The numerical simulation of nanoparticle size and thermal radiation with the magnetic field effect based on tangent hyperbolic nanofluid flow

Abstract

Tiny particles have extraordinary thermal conductivity due to their unusual characteristics, making them crucial in materials science, nanotechnology, heat exchangers, and electronics. When there is the inclusion of thermal radiation, a heat source, and a convective boundary, magnetohydrodynamic (MHD) micropolar, tangent hyperbolic flow for water-based Al2O3 nanofluid over a stretching sheet, this work intends to investigate the significance of a nanoparticle's radius. The mathematically described ordinary differential system is created by transforming a set of partial differential equations via similarity transformations.
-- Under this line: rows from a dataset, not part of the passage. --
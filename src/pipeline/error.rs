//! Pipeline error taxonomy.
//!
//! Workers report `WorkerError`; the executor translates everything below it
//! into `PipelineError` before it reaches the run state store or a client.

use thiserror::Error;

use crate::db::DatabaseError;

/// Failure reported by a stage worker.
#[derive(Error, Debug)]
pub enum WorkerError {
    /// Transient: timeouts, short I/O failures. The executor retries these
    /// with bounded backoff.
    #[error("{0}")]
    Retryable(String),

    /// Permanent for this input. The run fails and must be resumed.
    #[error("{0}")]
    Fatal(String),
}

impl From<DatabaseError> for WorkerError {
    fn from(err: DatabaseError) -> Self {
        // Worker-side persistence failures are worth one retry round before
        // the run is failed.
        WorkerError::Retryable(err.to_string())
    }
}

#[derive(Error, Debug)]
pub enum PipelineError {
    #[error("Validation failed: {0}")]
    Validation(String),

    #[error("Stage '{0}' is not a valid resume target")]
    InvalidStage(String),

    #[error("Invalid transition: {0}")]
    InvalidTransition(String),

    #[error("{unresolved} entity conflict(s) must be confirmed first")]
    ConflictsPending { unresolved: u32 },

    #[error("Run is being executed by '{holder}'")]
    LeaseConflict { holder: String },

    #[error("Stage '{stage}' failed: {message}")]
    StageFailed { stage: String, message: String },

    #[error("Not found: {0}")]
    NotFound(String),

    #[error("Database error: {0}")]
    Database(DatabaseError),
}

impl From<DatabaseError> for PipelineError {
    fn from(err: DatabaseError) -> Self {
        match err {
            DatabaseError::NotFound { entity_type, id } => {
                PipelineError::NotFound(format!("{entity_type} {id}"))
            }
            other => PipelineError::Database(other),
        }
    }
}

#[cfg(test)]
mod tests {
    use super::*;

    #[test]
    fn database_not_found_becomes_pipeline_not_found() {
        let err: PipelineError = DatabaseError::NotFound {
            entity_type: "run".to_string(),
            id: "abc".to_string(),
        }
        .into();
        assert!(matches!(err, PipelineError::NotFound(_)));
    }

    #[test]
    fn other_database_errors_stay_database() {
        let err: PipelineError =
            DatabaseError::ConstraintViolation("oops".to_string()).into();
        assert!(matches!(err, PipelineError::Database(_)));
    }

    #[test]
    fn conflict_message_carries_count() {
        let err = PipelineError::ConflictsPending { unresolved: 3 };
        assert!(err.to_string().contains('3'));
    }
}
//! Corpus models: projects, documents, findings, report jobs.

use serde::{Deserialize, Serialize};
use uuid::Uuid;

use super::enums::{FindingSeverity, ReadabilityStatus, ReportJobStatus};

/// One due-diligence engagement. `target_name` is the company under review.
#[derive(Debug, Clone, Serialize, Deserialize)]
pub struct Project {
    pub id: Uuid,
    pub name: String,
    pub target_name: String,
    pub created_at: String,
}

/// Uploaded corpus metadata. Text extraction happens upstream; the pipeline
/// records only classification and readability outcomes here.
#[derive(Debug, Clone, Serialize, Deserialize)]
pub struct Document {
    pub id: Uuid,
    pub project_id: Uuid,
    pub file_name: String,
    pub folder: Option<String>,
    pub category: Option<String>,
    pub classification_confidence: Option<f64>,
    pub readability_status: ReadabilityStatus,
    pub readability_error: Option<String>,
    pub text_length: u64,
    pub created_at: String,
}

/// A risk finding surfaced by the analysis stage.
#[derive(Debug, Clone, Serialize, Deserialize)]
pub struct RiskFinding {
    pub id: Uuid,
    pub run_id: Uuid,
    pub severity: FindingSeverity,
    pub title: String,
    pub detail: Option<String>,
    pub entity_id: Option<Uuid>,
    pub created_at: String,
}

/// Async report rendering job. The run completes without waiting on it.
#[derive(Debug, Clone, Serialize, Deserialize)]
pub struct ReportJob {
    pub id: Uuid,
    pub run_id: Uuid,
    pub status: ReportJobStatus,
    pub requested_at: String,
    pub completed_at: Option<String>,
}

#[cfg(test)]
mod tests {
    use super::*;

    #[test]
    fn document_serde_round_trip() {
        let doc = Document {
            id: Uuid::new_v4(),
            project_id: Uuid::new_v4(),
            file_name: "share_purchase_agreement.pdf".to_string(),
            folder: Some("Contracts".to_string()),
            category: Some("contract".to_string()),
            classification_confidence: Some(0.92),
            readability_status: ReadabilityStatus::Ready,
            readability_error: None,
            text_length: 48_213,
            created_at: "2026-08-01T09:00:00Z".to_string(),
        };
        let json = serde_json::to_string(&doc).unwrap();
        assert!(json.contains("\"readability_status\":\"ready\""));
        let parsed: Document = serde_json::from_str(&json).unwrap();
        assert_eq!(parsed.file_name, doc.file_name);
    }
}
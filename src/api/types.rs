//! Shared types for the review API layer.

use std::sync::Arc;

use crate::engine_state::EngineState;
use crate::pipeline::Orchestrator;

/// Shared context for all API routes.
#[derive(Clone)]
pub struct ApiContext {
    pub engine: Arc<EngineState>,
}

impl ApiContext {
    pub fn new(engine: Arc<EngineState>) -> Self {
        Self { engine }
    }

    /// Orchestrator facade over the shared engine state.
    pub fn orchestrator(&self) -> Orchestrator {
        Orchestrator::new(self.engine.clone())
    }
}
//! Run state store — durable record of a pipeline run's progress.
//!
//! All mutations of a single run happen under the orchestrator's run-scoped
//! lock; this module only guarantees that each operation commits atomically
//! and that reads see the latest committed write.

use rusqlite::{params, Connection, OptionalExtension};
use uuid::Uuid;

use crate::db::DatabaseError;
use crate::models::{PipelineRun, RunStatus};
use crate::pipeline::stages;

use super::now_utc;

/// Create a run for a project, positioned at the first pipeline stage.
pub fn create_run(conn: &Connection, project_id: Uuid) -> Result<PipelineRun, DatabaseError> {
    let id = Uuid::new_v4();
    let now = now_utc();
    let first_stage = stages::first().id;

    conn.execute(
        "INSERT INTO runs (id, project_id, status, current_stage, created_at, updated_at)
         VALUES (?1, ?2, ?3, ?4, ?5, ?5)",
        params![
            id.to_string(),
            project_id.to_string(),
            RunStatus::NotStarted.as_str(),
            first_stage,
            now,
        ],
    )?;

    get_run(conn, id)
}

/// Fetch a run with its ordered completion log and derived progress.
pub fn get_run(conn: &Connection, run_id: Uuid) -> Result<PipelineRun, DatabaseError> {
    let row = conn
        .query_row(
            "SELECT id, project_id, status, current_stage, last_error,
                    pause_requested, cancel_requested, created_at, updated_at
             FROM runs WHERE id = ?1",
            params![run_id.to_string()],
            |row| {
                Ok(RunRow {
                    id: row.get(0)?,
                    project_id: row.get(1)?,
                    status: row.get(2)?,
                    current_stage: row.get(3)?,
                    last_error: row.get(4)?,
                    pause_requested: row.get(5)?,
                    cancel_requested: row.get(6)?,
                    created_at: row.get(7)?,
                    updated_at: row.get(8)?,
                })
            },
        )
        .optional()?
        .ok_or_else(|| DatabaseError::NotFound {
            entity_type: "run".to_string(),
            id: run_id.to_string(),
        })?;

    let completed = completed_stages(conn, run_id)?;
    run_from_row(row, completed)
}

/// List runs for a project, newest first.
pub fn list_runs(conn: &Connection, project_id: Uuid) -> Result<Vec<PipelineRun>, DatabaseError> {
    let mut stmt = conn.prepare(
        "SELECT id FROM runs WHERE project_id = ?1 ORDER BY created_at DESC",
    )?;
    let ids: Vec<String> = stmt
        .query_map(params![project_id.to_string()], |row| row.get(0))?
        .collect::<Result<_, _>>()?;

    let mut runs = Vec::with_capacity(ids.len());
    for id in ids {
        let id = parse_uuid(&id, "run")?;
        runs.push(get_run(conn, id)?);
    }
    Ok(runs)
}

/// Runs left in `processing` (candidates for crash recovery).
pub fn list_processing_runs(conn: &Connection) -> Result<Vec<PipelineRun>, DatabaseError> {
    let mut stmt = conn.prepare("SELECT id FROM runs WHERE status = 'processing'")?;
    let ids: Vec<String> = stmt
        .query_map([], |row| row.get(0))?
        .collect::<Result<_, _>>()?;

    let mut runs = Vec::with_capacity(ids.len());
    for id in ids {
        let id = parse_uuid(&id, "run")?;
        runs.push(get_run(conn, id)?);
    }
    Ok(runs)
}

/// Append a stage to the completion log. Replaces a leftover row for the
/// same stage (possible after a truncation race) rather than failing.
pub fn mark_stage_complete(
    conn: &Connection,
    run_id: Uuid,
    stage_id: &str,
) -> Result<(), DatabaseError> {
    let now = now_utc();
    let next_position: i64 = conn.query_row(
        "SELECT COALESCE(MAX(position), -1) + 1 FROM run_stage_completions WHERE run_id = ?1",
        params![run_id.to_string()],
        |row| row.get(0),
    )?;

    conn.execute(
        "INSERT OR REPLACE INTO run_stage_completions (run_id, stage_id, position, completed_at)
         VALUES (?1, ?2, ?3, ?4)",
        params![run_id.to_string(), stage_id, next_position, now],
    )?;
    touch(conn, run_id)?;
    Ok(())
}

pub fn set_status(conn: &Connection, run_id: Uuid, status: RunStatus) -> Result<(), DatabaseError> {
    let changed = conn.execute(
        "UPDATE runs SET status = ?1, updated_at = ?2 WHERE id = ?3",
        params![status.as_str(), now_utc(), run_id.to_string()],
    )?;
    ensure_found(changed, run_id)
}

pub fn set_current_stage(
    conn: &Connection,
    run_id: Uuid,
    stage_id: &str,
) -> Result<(), DatabaseError> {
    let changed = conn.execute(
        "UPDATE runs SET current_stage = ?1, updated_at = ?2 WHERE id = ?3",
        params![stage_id, now_utc(), run_id.to_string()],
    )?;
    ensure_found(changed, run_id)
}

pub fn record_error(
    conn: &Connection,
    run_id: Uuid,
    message: &str,
) -> Result<(), DatabaseError> {
    let changed = conn.execute(
        "UPDATE runs SET last_error = ?1, updated_at = ?2 WHERE id = ?3",
        params![message, now_utc(), run_id.to_string()],
    )?;
    ensure_found(changed, run_id)
}

pub fn clear_error(conn: &Connection, run_id: Uuid) -> Result<(), DatabaseError> {
    let changed = conn.execute(
        "UPDATE runs SET last_error = NULL, updated_at = ?1 WHERE id = ?2",
        params![now_utc(), run_id.to_string()],
    )?;
    ensure_found(changed, run_id)
}

pub fn set_pause_requested(
    conn: &Connection,
    run_id: Uuid,
    requested: bool,
) -> Result<(), DatabaseError> {
    let changed = conn.execute(
        "UPDATE runs SET pause_requested = ?1, updated_at = ?2 WHERE id = ?3",
        params![requested as i64, now_utc(), run_id.to_string()],
    )?;
    ensure_found(changed, run_id)
}

pub fn set_cancel_requested(
    conn: &Connection,
    run_id: Uuid,
    requested: bool,
) -> Result<(), DatabaseError> {
    let changed = conn.execute(
        "UPDATE runs SET cancel_requested = ?1, updated_at = ?2 WHERE id = ?3",
        params![requested as i64, now_utc(), run_id.to_string()],
    )?;
    ensure_found(changed, run_id)
}

/// Remove every completion with ordinal >= the target stage's ordinal and
/// point `current_stage` at the target. Progress drops accordingly — the one
/// place it is allowed to move backwards.
pub fn truncate_to(conn: &Connection, run_id: Uuid, stage_id: &str) -> Result<(), DatabaseError> {
    let stage = stages::stage(stage_id).ok_or_else(|| DatabaseError::NotFound {
        entity_type: "stage".to_string(),
        id: stage_id.to_string(),
    })?;

    let truncated: Vec<&str> = stages::all()
        .iter()
        .filter(|s| s.ordinal >= stage.ordinal)
        .map(|s| s.id)
        .collect();

    let tx = conn.unchecked_transaction()?;
    for id in &truncated {
        tx.execute(
            "DELETE FROM run_stage_completions WHERE run_id = ?1 AND stage_id = ?2",
            params![run_id.to_string(), id],
        )?;
    }
    tx.execute(
        "UPDATE runs SET current_stage = ?1, last_error = NULL, updated_at = ?2 WHERE id = ?3",
        params![stage_id, now_utc(), run_id.to_string()],
    )?;
    tx.commit()?;
    Ok(())
}

fn completed_stages(conn: &Connection, run_id: Uuid) -> Result<Vec<String>, DatabaseError> {
    let mut stmt = conn.prepare(
        "SELECT stage_id FROM run_stage_completions WHERE run_id = ?1 ORDER BY position ASC",
    )?;
    let rows: Vec<String> = stmt
        .query_map(params![run_id.to_string()], |row| row.get(0))?
        .collect::<Result<_, _>>()?;
    Ok(rows)
}

fn touch(conn: &Connection, run_id: Uuid) -> Result<(), DatabaseError> {
    conn.execute(
        "UPDATE runs SET updated_at = ?1 WHERE id = ?2",
        params![now_utc(), run_id.to_string()],
    )?;
    Ok(())
}

fn ensure_found(changed: usize, run_id: Uuid) -> Result<(), DatabaseError> {
    if changed == 0 {
        return Err(DatabaseError::NotFound {
            entity_type: "run".to_string(),
            id: run_id.to_string(),
        });
    }
    Ok(())
}

pub(crate) fn parse_uuid(value: &str, entity_type: &str) -> Result<Uuid, DatabaseError> {
    Uuid::parse_str(value).map_err(|_| DatabaseError::InvalidEnum {
        field: format!("{entity_type}.id"),
        value: value.to_string(),
    })
}

// ═══════════════════════════════════════════
// Internal row mapping
// ═══════════════════════════════════════════

struct RunRow {
    id: String,
    project_id: String,
    status: String,
    current_stage: String,
    last_error: Option<String>,
    pause_requested: i64,
    cancel_requested: i64,
    created_at: String,
    updated_at: String,
}

fn run_from_row(row: RunRow, completed: Vec<String>) -> Result<PipelineRun, DatabaseError> {
    let status: RunStatus = row.status.parse()?;

    Ok(PipelineRun {
        id: parse_uuid(&row.id, "run")?,
        project_id: parse_uuid(&row.project_id, "project")?,
        status,
        current_stage: row.current_stage,
        overall_progress: stages::overall_progress(completed.len()),
        completed_stages: completed,
        last_error: row.last_error,
        pause_requested: row.pause_requested != 0,
        cancel_requested: row.cancel_requested != 0,
        created_at: row.created_at,
        updated_at: row.updated_at,
    })
}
The bvp4c approach is used to solve the problem numerically (MATLAB built-in function). In this comprehensive study, the main objective is to improve heat transformation under the impact of various parameters. The velocity profiles, temperature distribution, micro-rotation distribution, and the local skin friction factor, along with the rate of heat transfer, have been displayed with several physical parameters. It is observed that the variation in velocity and the temperature profiles is the cause of increasing the size of the nanoparticles and the involving parameters that caused an increase in the rate of heat transfer. Graphs and tables have then been used to demonstrate the consequences of these physical parameters. The enhancement in the radius of nanoparticles causes a decrease in the skin friction factor, thermal layer, and micro-rotation. As the Biot number increased, the thermal layer became thicker. The impact of influential parameters on physical quantities is illustrated using three-dimensional graphs.